I’m not anywhere near either camp and it’s doubtful I ever will be, but if I make the numbers relative to myself then yes, the bench is more impressive all day long.
A 440 lb bench is more impressive than a 440 lb squat with some caveats.
If it is one of those touch and go benches, verses an ass to grass squat, no.
Typically, we are expected to squat more than we bench, but dudes do a minor little squat and call it good. And do a minor little touch and go bench and call it good.
Any dude that can squat 2xBw in my opinion is a bad ass. If they can also do 1.5xbw bench, and 1xbw press, yeah, I am more impressed than the 440 bench.
For me, at 190, that would be a 380 squat (no fucking way at 61), a 285 bench (no fucking way) and a 190 OHP ( I did hit 155).
So, yes, impressive as fuck - but not as impressive as the guys that hit the other metrics of 2.5BW for DL, 2xBW for Squat, 1.5BW for BP and 1xBW for OHP.
Yes, it was actually raw powerlifting I had in mind, but these monsters are often able to squat 770 lbs and above.
To clarify my original intent re the bench pressing guy - I just thought he should train legs also, and it seemed somehow reckless to only shoot for bench pressing and leaving them legs out in the cold. I suggested he do some more frequent light bodyweight and resistance bands adaptions for rehab (he wasn’t interested). Adding, I wasn’t that surprised to hear he followed the classic 5x5 formula (not such a bad foundation), and had no idea about other strength developing techniques.
Nevertheless - A 440 lbs bench press is indeed impressive!
I think I get what you mean. Although a 440 bench is a much bigger achievement than a 440 squat, it’s almost diminished if someone avoids training legs.
In my opinion at least if someone doesn’t train legs I’m not overly interested in what they can press. Probably because training legs takes a completely different mentality and is so much tougher mentally to get through and push yourself
I think a lot of us only regard 5x5 as a beginner format because nearly all linear progression schemes use some form of it.
5x5 done with serious intent week in and week out is one of the most painful and brutal training methods anyone can do, imo. Sure 20 rep squats and 10x10 are brutal but you can’t really run one of those schemes using 80-85% of a 1RM for 12-16 weeks on end let alone 6 months.
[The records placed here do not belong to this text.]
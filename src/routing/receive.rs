//! OGM receive pipeline
//!
//! Checks run in a fixed order and the first that matches drops the record.
//! Drops are normal protocol behavior and are only logged at trace/debug
//! level. Records that pass feed the originator registry when the link they
//! came over is bidirectional, and are then considered for rebroadcast.

use super::forwarding::{ForwardDecision, ForwardQueue};
use super::state::RoutingState;
use crate::error::ProtocolError;
use crate::network::Datagram;
use crate::protocol::{check_version_compatibility, decode_datagram, flags, Ogm};
use std::fmt;
use std::net::Ipv4Addr;

/// Why a received record was dropped
#[derive(Debug, Clone, Copy, PartialEq, Eq)]
pub enum DropReason {
    /// Protocol version differs from ours
    IncompatibleVersion {
        /// Version carried by the record
        version: u8,
    },
    /// Sent by one of our own interfaces
    OwnBroadcast,
    /// Source address is a broadcast address
    BroadcastNeighbor,
    /// Originator address is a broadcast address
    BroadcastOriginator,
    /// Our own OGM rebroadcast by a neighbor; only feeds link detection
    OwnOriginatorEcho,
    /// Unidirectional flag over a link not known to be bidirectional
    UnidirectionalLink,
    /// Arrived on an interface we do not have
    UnknownInterface,
}

impl fmt::Display for DropReason {
    fn fmt(&self, f: &mut fmt::Formatter<'_>) -> fmt::Result {
        match self {
            DropReason::IncompatibleVersion { version } => {
                write!(f, "incompatible version {}", version)
            },
            DropReason::OwnBroadcast => write!(f, "own broadcast"),
            DropReason::BroadcastNeighbor => write!(f, "neighbor is a broadcast address"),
            DropReason::BroadcastOriginator => write!(f, "originator is a broadcast address"),
            DropReason::OwnOriginatorEcho => write!(f, "echo of own OGM"),
            DropReason::UnidirectionalLink => write!(f, "unidirectional link"),
            DropReason::UnknownInterface => write!(f, "unknown interface"),
        }
    }
}

/// What happened to a received record
#[derive(Debug, Clone, Copy, PartialEq, Eq)]
pub enum ReceiveOutcome {
    /// Rejected before touching routing state
    Dropped(DropReason),
    /// Accepted
    Processed {
        /// The link to the neighbor is bidirectional
        bidirectional: bool,
        /// The sequence number was seen before
        duplicate: bool,
        /// A rebroadcast was queued
        forwarded: bool,
    },
}

impl RoutingState {
    /// Process one OGM record heard from `neighbor` on `if_index`.
    pub fn receive_ogm(
        &mut self,
        queue: &mut ForwardQueue,
        ogm: &Ogm,
        neighbor: Ipv4Addr,
        if_index: usize,
        now: u64,
    ) -> ReceiveOutcome {
        let header = &ogm.header;
        let Some(iface) = self.interfaces.get(if_index) else {
            tracing::debug!(%neighbor, if_index, "drop OGM: unknown interface");
            return ReceiveOutcome::Dropped(DropReason::UnknownInterface);
        };
        let if_address = iface.address;
        let out_seqno = iface.out_seqno;

        tracing::trace!(
            %neighbor,
            orig = %header.orig,
            seqno = header.seqno,
            ttl = header.ttl,
            tq = header.tq,
            flags = header.flags,
            if_index,
            "received OGM"
        );

        let compat = check_version_compatibility(header.version);
        if !compat.is_compatible() {
            tracing::debug!(%neighbor, %compat, "drop OGM");
            return ReceiveOutcome::Dropped(DropReason::IncompatibleVersion {
                version: header.version,
            });
        }

        if self.is_own_address(neighbor) {
            tracing::trace!(%neighbor, "drop OGM: own broadcast");
            return ReceiveOutcome::Dropped(DropReason::OwnBroadcast);
        }

        if self.is_broadcast_address(neighbor) {
            tracing::debug!(%neighbor, "drop OGM: sender is a broadcast address");
            return ReceiveOutcome::Dropped(DropReason::BroadcastNeighbor);
        }

        if self.is_broadcast_address(header.orig) {
            tracing::debug!(%neighbor, orig = %header.orig, "drop OGM: originator is a broadcast address");
            return ReceiveOutcome::Dropped(DropReason::BroadcastOriginator);
        }

        if self.is_own_address(header.orig) {
            let direct_link = header.has_flag(flags::DIRECTLINK) && if_address == header.orig;
            self.get_or_create(neighbor)
                .record_echo(if_index, out_seqno, header.seqno, direct_link);
            tracing::trace!(%neighbor, seqno = header.seqno, direct_link, "drop OGM: own echo");
            return ReceiveOutcome::Dropped(DropReason::OwnOriginatorEcho);
        }

        let bidirectional = self
            .get_or_create(neighbor)
            .is_bidirectional(if_index, out_seqno);

        if header.has_flag(flags::UNIDIRECTIONAL) && !bidirectional {
            tracing::trace!(%neighbor, orig = %header.orig, "drop OGM: unidirectional link");
            return ReceiveOutcome::Dropped(DropReason::UnidirectionalLink);
        }

        let duplicate = self.get_or_create(header.orig).is_duplicate(header.seqno);

        if bidirectional && !duplicate {
            self.update_originator(header, ogm.hna_bytes(), neighbor, if_index, now);
        }

        let decision = self.forward_decision(header.orig, neighbor, bidirectional, duplicate);
        let forwarded = match decision {
            Some(decision) => queue.schedule_forward(self, ogm, neighbor, if_index, decision, now),
            None => false,
        };

        ReceiveOutcome::Processed {
            bidirectional,
            duplicate,
            forwarded,
        }
    }

    fn forward_decision(
        &self,
        orig: Ipv4Addr,
        neighbor: Ipv4Addr,
        bidirectional: bool,
        duplicate: bool,
    ) -> Option<ForwardDecision> {
        let router = self
            .originator(orig)
            .and_then(|node| node.router)
            .map(|key| key.address);

        if orig == neighbor {
            if bidirectional && router == Some(neighbor) {
                return Some(ForwardDecision {
                    direct_link: true,
                    unidirectional: false,
                });
            }
            // Not (yet) our best link to this neighbor: reply on the incoming
            // interface so it can learn about the link.
            return Some(ForwardDecision {
                direct_link: true,
                unidirectional: true,
            });
        }

        if bidirectional && !duplicate && router == Some(neighbor) {
            Some(ForwardDecision::default())
        } else {
            None
        }
    }

    /// Decode a datagram and process each of its records.
    ///
    /// A malformed datagram is rejected as a whole before any record is
    /// looked at.
    pub fn receive_datagram(
        &mut self,
        queue: &mut ForwardQueue,
        datagram: &Datagram,
        now: u64,
    ) -> Result<Vec<ReceiveOutcome>, ProtocolError> {
        let records = decode_datagram(&datagram.payload)?;
        Ok(records
            .iter()
            .map(|ogm| self.receive_ogm(queue, ogm, datagram.neighbor, datagram.if_index, now))
            .collect())
    }
}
You can “just barely” pull off pushing that envelop using a 5x5 scheme but the rest of your life is miserable (walking up stairs, sitting down in a car seat, tying your shoes).
I agree just anecdotally speaking. I’ve seen a lot of strong athletic guys squat 440+. Truthfully don’t think I’ve ever seen someone bench 440+ in person. That’s enough for me to say these two aren’t even on the same planet.